Search the entries below. Return every line that has "refresh" in it.
**** INFORMATION GIVEN ****
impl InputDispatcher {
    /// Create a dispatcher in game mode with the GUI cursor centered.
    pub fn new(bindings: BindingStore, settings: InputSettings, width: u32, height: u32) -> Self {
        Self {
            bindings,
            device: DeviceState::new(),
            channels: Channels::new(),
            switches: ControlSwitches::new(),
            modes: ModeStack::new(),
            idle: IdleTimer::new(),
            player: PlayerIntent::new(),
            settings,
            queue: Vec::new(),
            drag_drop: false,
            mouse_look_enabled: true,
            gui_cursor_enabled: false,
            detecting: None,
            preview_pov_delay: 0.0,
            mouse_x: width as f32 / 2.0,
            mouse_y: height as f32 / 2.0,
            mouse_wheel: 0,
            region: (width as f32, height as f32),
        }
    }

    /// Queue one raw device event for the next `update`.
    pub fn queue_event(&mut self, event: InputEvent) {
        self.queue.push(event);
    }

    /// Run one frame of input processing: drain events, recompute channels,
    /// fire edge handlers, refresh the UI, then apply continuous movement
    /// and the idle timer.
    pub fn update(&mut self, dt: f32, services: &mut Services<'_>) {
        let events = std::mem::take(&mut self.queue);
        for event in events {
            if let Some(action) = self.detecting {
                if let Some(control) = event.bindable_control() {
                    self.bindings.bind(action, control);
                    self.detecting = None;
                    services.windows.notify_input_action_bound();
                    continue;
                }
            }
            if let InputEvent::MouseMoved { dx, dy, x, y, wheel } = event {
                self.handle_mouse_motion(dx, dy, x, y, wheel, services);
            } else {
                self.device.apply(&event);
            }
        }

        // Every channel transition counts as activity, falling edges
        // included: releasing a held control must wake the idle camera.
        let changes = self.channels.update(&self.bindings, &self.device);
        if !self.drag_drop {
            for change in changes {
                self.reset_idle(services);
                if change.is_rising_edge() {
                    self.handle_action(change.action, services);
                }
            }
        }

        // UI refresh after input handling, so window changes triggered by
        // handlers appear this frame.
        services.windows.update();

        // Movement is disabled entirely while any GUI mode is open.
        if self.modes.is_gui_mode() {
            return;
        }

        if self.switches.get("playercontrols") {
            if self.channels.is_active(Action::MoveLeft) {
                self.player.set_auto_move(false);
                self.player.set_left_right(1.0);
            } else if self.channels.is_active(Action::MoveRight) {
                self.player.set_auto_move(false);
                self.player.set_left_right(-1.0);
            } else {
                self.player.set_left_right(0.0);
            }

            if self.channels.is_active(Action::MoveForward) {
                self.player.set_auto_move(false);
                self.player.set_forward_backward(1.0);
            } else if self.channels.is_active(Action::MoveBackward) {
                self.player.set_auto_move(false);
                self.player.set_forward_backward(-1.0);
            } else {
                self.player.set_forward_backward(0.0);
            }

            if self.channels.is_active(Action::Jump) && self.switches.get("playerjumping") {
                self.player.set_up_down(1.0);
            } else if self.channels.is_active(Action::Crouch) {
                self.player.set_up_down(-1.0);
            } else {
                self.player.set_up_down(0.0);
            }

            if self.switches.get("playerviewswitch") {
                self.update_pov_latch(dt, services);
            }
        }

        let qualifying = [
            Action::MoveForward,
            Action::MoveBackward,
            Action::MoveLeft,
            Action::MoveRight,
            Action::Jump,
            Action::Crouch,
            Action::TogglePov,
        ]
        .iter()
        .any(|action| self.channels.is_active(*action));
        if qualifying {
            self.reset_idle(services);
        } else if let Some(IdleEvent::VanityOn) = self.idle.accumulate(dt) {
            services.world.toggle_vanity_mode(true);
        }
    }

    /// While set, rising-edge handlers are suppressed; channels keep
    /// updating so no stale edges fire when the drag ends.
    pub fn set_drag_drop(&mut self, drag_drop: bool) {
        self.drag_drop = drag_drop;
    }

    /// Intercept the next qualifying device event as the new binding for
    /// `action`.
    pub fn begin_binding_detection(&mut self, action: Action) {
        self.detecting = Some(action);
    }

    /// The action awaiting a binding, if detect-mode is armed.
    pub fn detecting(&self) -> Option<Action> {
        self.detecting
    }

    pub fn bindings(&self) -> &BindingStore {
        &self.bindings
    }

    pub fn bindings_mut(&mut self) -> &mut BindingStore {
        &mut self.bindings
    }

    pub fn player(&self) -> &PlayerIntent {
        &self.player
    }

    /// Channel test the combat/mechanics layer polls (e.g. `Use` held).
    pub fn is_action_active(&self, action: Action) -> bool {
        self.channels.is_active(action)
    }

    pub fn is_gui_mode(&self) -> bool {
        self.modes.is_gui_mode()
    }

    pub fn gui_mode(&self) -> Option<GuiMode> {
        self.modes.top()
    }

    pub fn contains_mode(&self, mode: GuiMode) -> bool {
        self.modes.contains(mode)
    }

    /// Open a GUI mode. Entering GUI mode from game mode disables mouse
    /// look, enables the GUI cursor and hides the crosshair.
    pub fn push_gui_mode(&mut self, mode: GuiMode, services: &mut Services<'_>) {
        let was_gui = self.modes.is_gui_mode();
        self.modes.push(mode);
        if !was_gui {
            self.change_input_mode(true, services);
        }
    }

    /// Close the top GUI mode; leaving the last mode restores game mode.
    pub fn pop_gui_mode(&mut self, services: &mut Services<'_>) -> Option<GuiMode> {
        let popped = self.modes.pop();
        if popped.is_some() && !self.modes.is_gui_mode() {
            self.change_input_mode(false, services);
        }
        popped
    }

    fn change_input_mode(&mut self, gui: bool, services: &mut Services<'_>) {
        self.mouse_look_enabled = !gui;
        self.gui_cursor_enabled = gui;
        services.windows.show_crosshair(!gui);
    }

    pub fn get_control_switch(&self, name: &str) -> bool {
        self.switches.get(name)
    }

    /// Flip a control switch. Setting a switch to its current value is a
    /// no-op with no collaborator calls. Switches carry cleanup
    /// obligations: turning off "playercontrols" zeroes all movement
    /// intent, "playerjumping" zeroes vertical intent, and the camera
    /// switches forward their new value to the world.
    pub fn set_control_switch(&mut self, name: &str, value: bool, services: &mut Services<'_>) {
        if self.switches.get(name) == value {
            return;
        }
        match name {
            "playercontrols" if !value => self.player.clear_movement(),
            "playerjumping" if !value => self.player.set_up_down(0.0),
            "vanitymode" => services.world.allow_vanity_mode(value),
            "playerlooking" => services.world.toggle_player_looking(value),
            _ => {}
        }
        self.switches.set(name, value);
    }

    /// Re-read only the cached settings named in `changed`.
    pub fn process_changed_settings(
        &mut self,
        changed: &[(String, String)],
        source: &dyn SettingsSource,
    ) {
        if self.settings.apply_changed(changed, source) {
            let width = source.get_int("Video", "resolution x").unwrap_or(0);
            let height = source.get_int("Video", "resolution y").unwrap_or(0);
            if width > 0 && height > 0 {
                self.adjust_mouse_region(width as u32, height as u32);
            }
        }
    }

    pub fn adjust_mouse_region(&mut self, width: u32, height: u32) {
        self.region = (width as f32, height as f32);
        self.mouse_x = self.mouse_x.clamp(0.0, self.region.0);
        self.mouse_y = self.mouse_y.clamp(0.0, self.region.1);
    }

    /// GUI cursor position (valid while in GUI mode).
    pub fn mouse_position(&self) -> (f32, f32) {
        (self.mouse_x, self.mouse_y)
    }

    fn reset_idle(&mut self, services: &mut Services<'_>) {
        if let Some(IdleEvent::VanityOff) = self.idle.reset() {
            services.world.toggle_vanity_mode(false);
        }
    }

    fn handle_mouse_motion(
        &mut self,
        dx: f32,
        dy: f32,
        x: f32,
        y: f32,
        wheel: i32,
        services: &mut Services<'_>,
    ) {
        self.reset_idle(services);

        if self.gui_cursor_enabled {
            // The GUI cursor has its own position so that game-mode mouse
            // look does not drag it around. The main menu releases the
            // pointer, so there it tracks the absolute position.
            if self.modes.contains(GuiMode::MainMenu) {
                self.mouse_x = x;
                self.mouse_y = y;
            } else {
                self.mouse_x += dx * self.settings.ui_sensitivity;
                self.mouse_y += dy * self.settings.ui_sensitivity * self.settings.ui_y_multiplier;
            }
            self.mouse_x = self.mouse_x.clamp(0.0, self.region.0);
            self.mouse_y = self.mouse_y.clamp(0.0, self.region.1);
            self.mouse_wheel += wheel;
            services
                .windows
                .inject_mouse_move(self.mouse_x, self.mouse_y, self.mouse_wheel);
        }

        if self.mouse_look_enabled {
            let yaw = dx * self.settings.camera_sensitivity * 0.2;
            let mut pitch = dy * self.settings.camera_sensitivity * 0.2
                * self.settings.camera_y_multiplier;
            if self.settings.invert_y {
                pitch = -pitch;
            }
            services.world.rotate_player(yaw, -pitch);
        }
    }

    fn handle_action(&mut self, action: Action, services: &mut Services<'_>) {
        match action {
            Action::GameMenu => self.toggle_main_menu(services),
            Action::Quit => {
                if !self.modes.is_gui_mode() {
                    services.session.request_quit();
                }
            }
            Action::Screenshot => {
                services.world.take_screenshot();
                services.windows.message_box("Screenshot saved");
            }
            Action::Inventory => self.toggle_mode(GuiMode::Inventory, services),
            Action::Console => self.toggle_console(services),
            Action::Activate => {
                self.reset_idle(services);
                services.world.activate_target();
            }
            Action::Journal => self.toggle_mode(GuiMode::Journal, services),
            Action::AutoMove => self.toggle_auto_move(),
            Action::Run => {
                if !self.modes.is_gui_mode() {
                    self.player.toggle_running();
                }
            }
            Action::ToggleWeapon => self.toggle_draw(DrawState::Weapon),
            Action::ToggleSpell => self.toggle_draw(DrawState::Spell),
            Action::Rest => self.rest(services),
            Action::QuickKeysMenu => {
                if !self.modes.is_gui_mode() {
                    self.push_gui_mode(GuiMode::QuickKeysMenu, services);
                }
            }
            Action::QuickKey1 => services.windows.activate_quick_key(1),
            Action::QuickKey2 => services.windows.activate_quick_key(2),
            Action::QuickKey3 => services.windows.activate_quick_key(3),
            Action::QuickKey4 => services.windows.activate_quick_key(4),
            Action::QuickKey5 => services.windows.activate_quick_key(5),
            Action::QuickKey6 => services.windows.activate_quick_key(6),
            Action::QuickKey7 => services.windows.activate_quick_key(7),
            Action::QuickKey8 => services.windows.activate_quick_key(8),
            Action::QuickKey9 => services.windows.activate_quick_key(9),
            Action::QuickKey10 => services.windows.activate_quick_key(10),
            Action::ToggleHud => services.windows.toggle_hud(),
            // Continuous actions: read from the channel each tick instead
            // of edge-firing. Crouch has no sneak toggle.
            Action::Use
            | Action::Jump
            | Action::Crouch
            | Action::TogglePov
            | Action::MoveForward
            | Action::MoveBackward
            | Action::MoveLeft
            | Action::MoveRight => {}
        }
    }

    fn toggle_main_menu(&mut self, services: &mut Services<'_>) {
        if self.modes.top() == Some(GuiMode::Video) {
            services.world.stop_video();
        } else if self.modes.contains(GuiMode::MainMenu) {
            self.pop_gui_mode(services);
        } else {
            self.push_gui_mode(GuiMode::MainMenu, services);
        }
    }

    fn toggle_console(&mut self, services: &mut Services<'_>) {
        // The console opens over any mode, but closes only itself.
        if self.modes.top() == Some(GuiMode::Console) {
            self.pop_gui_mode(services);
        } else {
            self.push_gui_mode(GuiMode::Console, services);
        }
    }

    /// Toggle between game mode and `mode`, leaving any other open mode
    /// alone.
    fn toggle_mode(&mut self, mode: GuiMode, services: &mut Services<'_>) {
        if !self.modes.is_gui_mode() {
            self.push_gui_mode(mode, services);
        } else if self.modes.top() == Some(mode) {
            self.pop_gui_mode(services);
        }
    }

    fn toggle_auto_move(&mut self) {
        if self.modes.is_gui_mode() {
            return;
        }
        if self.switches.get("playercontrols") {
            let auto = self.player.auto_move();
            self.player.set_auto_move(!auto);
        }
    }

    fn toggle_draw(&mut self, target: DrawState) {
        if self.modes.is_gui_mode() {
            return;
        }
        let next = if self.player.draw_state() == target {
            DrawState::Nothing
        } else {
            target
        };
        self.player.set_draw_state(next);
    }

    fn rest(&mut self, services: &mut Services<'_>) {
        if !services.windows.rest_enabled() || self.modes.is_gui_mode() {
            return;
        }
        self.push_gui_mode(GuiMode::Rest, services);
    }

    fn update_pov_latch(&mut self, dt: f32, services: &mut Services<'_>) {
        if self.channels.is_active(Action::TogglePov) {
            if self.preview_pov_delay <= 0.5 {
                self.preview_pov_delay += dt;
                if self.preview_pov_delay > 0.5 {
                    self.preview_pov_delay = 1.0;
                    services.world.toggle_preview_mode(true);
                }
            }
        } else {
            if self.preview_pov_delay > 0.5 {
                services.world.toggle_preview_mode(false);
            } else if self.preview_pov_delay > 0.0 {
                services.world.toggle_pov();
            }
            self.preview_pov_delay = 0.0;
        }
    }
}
****
◆ YOUR SOLUTION
    /// fire edge handlers, refresh the UI, then apply continuous movement
        // UI refresh after input handling, so window changes triggered by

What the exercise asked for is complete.